Google today added a Model Context Protocol (MCP) server to make it simpler for artificial intelligence (AI) applications to access the Data Commons knowledge graph it developed to make it simpler to access public data repositories.
Originally developed by Anthropic, MCP provides an open interface through which AI applications and agents are able to access additional data that resides out of a large language model (LLMs).
The overall goal is to make data stored in public repositories more accessible to AI agents that end users will employ to query public data via the Data Commons platform using natural language, says Prem Ramaswami, head of the Data Commons initiative at Google.
Making that statistical information available to AI agents will also provide the added benefit of reducing hallucinations that might otherwise be generated by LLMs that drive AI applications, he adds.
Among the first organizations to take advantage of this MCP server is the ONE Campaign, a global organization that advocates for the investments needed to create economic opportunities and healthier lives in Africa, which was founded by Irish musician Bono and Bobby Shriver. The non-profit charity has now created its own AI agent to explore data it accesses via the Data Commons graph to search tens of millions of health financing data points in seconds. That AI agent can then also visualize that data and download clean datasets that are used in reports created by the AI agent.
The MCP server for Data Commons is available under an open source license and can be integrated with the Agent Development Kit (ADK) and Gemini command line interface (CLI) developed by Google or other third-party agentic AI platforms.
Ultimately, the goal is to make it simpler for organizations to make decisions based on actual data, says Ramaswami.
It’s not clear how many organizations are using the Data Commons graph to access public data, but AI agents should make it easier to identify anomalies, notes Ramaswami. Governments around the world make public data available, but validating the accuracy of the data has historically required painstaking analysis. Going forward, analysts accessing that data should be able to launch a simple natural language query that surfaces any anomalous data that warrants further investigation of its veracity, says Ramaswami. “Organizations can create their own data validation pipelines,” he says.

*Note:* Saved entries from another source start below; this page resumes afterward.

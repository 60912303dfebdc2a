use std::fmt;
use std::path::Path;
use std::str::FromStr;
use std::time::Duration;

use serde::{Deserialize, Serialize};

use super::{Error, Result};

/// Which transport variant carries the bus traffic
#[derive(Debug, Clone, Copy, PartialEq, Eq, Hash, Default, Serialize, Deserialize)]
#[serde(rename_all = "lowercase")]
pub enum TransportMode {
    /// Physical serial line to a real machine
    #[default]
    Serial,
    /// DriveWire over TCP, used by emulators
    Becker,
}

impl fmt::Display for TransportMode {
    fn fmt(&self, f: &mut fmt::Formatter<'_>) -> fmt::Result {
        match self {
            TransportMode::Serial => write!(f, "serial"),
            TransportMode::Becker => write!(f, "becker"),
        }
    }
}

impl FromStr for TransportMode {
    type Err = Error;

    fn from_str(s: &str) -> Result<Self> {
        match s.to_ascii_lowercase().as_str() {
            "serial" => Ok(TransportMode::Serial),
            "becker" => Ok(TransportMode::Becker),
            other => Err(Error::config(format!("Unknown transport mode: {}", other))),
        }
    }
}

/// Configuration for a bus device
#[derive(Debug, Clone, PartialEq, Serialize, Deserialize)]
#[serde(default)]
pub struct Config {
    /// Transport active at startup
    pub mode: TransportMode,
    /// Serial device path (e.g. /dev/ttyUSB0)
    pub serial_device: Option<String>,
    /// Address the Becker port listens on
    pub becker_host: String,
    /// TCP port of the Becker listener
    pub becker_port: u16,
    /// Initial line speed
    pub baud_rate: u32,
    /// Upper bound on the wait for a declared-length payload
    #[serde(serialize_with = "super::serde::serialize_duration")]
    #[serde(deserialize_with = "super::serde::deserialize_duration")]
    pub payload_timeout: Duration,
    /// How long one service iteration waits for bus activity
    #[serde(serialize_with = "super::serde::serialize_duration")]
    #[serde(deserialize_with = "super::serde::deserialize_duration")]
    pub poll_interval: Duration,
}

impl Default for Config {
    fn default() -> Self {
        Config {
            mode: TransportMode::Serial,
            serial_device: None,
            becker_host: super::DEFAULT_BECKER_HOST.to_string(),
            becker_port: super::DEFAULT_BECKER_PORT,
            baud_rate: super::DEFAULT_BAUD_RATE,
            payload_timeout: Duration::from_millis(500),
            poll_interval: Duration::from_millis(100),
        }
    }
}

impl Config {
    /// Loads a configuration from a JSON file
    pub fn from_file(path: impl AsRef<Path>) -> Result<Self> {
        let path = path.as_ref();
        let text = std::fs::read_to_string(path)?;
        let config: Config = serde_json::from_str(&text)
            .map_err(|e| Error::config(format!("Failed to parse {}: {}", path.display(), e)))?;
        config.validate()?;
        Ok(config)
    }

    /// Checks that the configuration is usable
    pub fn validate(&self) -> Result<()> {
        if self.baud_rate == 0 {
            return Err(Error::config("Baud rate must be non-zero"));
        }
        if self.becker_port == 0 {
            return Err(Error::config("Becker port must be non-zero"));
        }
        if self.payload_timeout < Duration::from_millis(1) {
            return Err(Error::config("Payload timeout too small"));
        }
        if self.mode == TransportMode::Serial && self.serial_device.is_none() {
            return Err(Error::config("Serial mode requires a serial device"));
        }
        Ok(())
    }
}

#[cfg(test)]
mod tests {
    use super::*;

    #[test]
    fn test_mode_parsing() {
        assert_eq!("serial".parse::<TransportMode>().unwrap(), TransportMode::Serial);
        assert_eq!("BECKER".parse::<TransportMode>().unwrap(), TransportMode::Becker);
        assert!("usb".parse::<TransportMode>().is_err());
        assert_eq!(TransportMode::Becker.to_string(), "becker");
    }

    #[test]
    fn test_config_validation() {
        let config = Config {
            serial_device: Some("/dev/ttyUSB0".to_string()),
            ..Default::default()
        };
        assert!(config.validate().is_ok());

        // Serial mode without a device
        assert!(Config::default().validate().is_err());

        // Becker mode does not need one
        let config = Config {
            mode: TransportMode::Becker,
            ..Default::default()
        };
        assert!(config.validate().is_ok());

        let config = Config {
            baud_rate: 0,
            ..config.clone()
        };
        assert!(config.validate().is_err());
    }

    #[test]
    fn test_config_from_json() {
        let json = r#"{ "mode": "becker", "becker_port": 6809, "payload_timeout": 1.5 }"#;
        let config: Config = serde_json::from_str(json).unwrap();
        assert_eq!(config.mode, TransportMode::Becker);
        assert_eq!(config.becker_port, 6809);
        assert_eq!(config.payload_timeout, Duration::from_millis(1500));
        // Unspecified fields keep their defaults
        assert_eq!(config.baud_rate, crate::core::DEFAULT_BAUD_RATE);
        assert_eq!(config.becker_host, "127.0.0.1");
    }

    #[test]
    fn test_config_from_file() {
        let path = std::env::temp_dir().join(format!("retrobus-config-{}.json", std::process::id()));
        std::fs::write(&path, r#"{ "mode": "serial", "serial_device": "/dev/ttyS0", "baud_rate": 57600 }"#).unwrap();

        let config = Config::from_file(&path).unwrap();
        std::fs::remove_file(&path).unwrap();

        assert_eq!(config.serial_device.as_deref(), Some("/dev/ttyS0"));
        assert_eq!(config.baud_rate, 57600);
    }
}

Hopefully, that capability will shine a light on instances where governments, for whatever reason, have made erroneous data available that they will then correct. In the meantime, however, it should become increasingly possible for the average end user to explore public data without having a deep background in data science. For example, it will become simpler to more deeply understand why, for example, different regions of the same country have significantly different medical outcomes that might lead to changes in public policy.
Being able to more easily analyze public data sources is, of course, only one aspect of the revolution in data science that AI will enable. The challenge now is finding ways to combine that public data with private data that enables organizations to make better decisions on behalf of their customers, employees and stakeholders.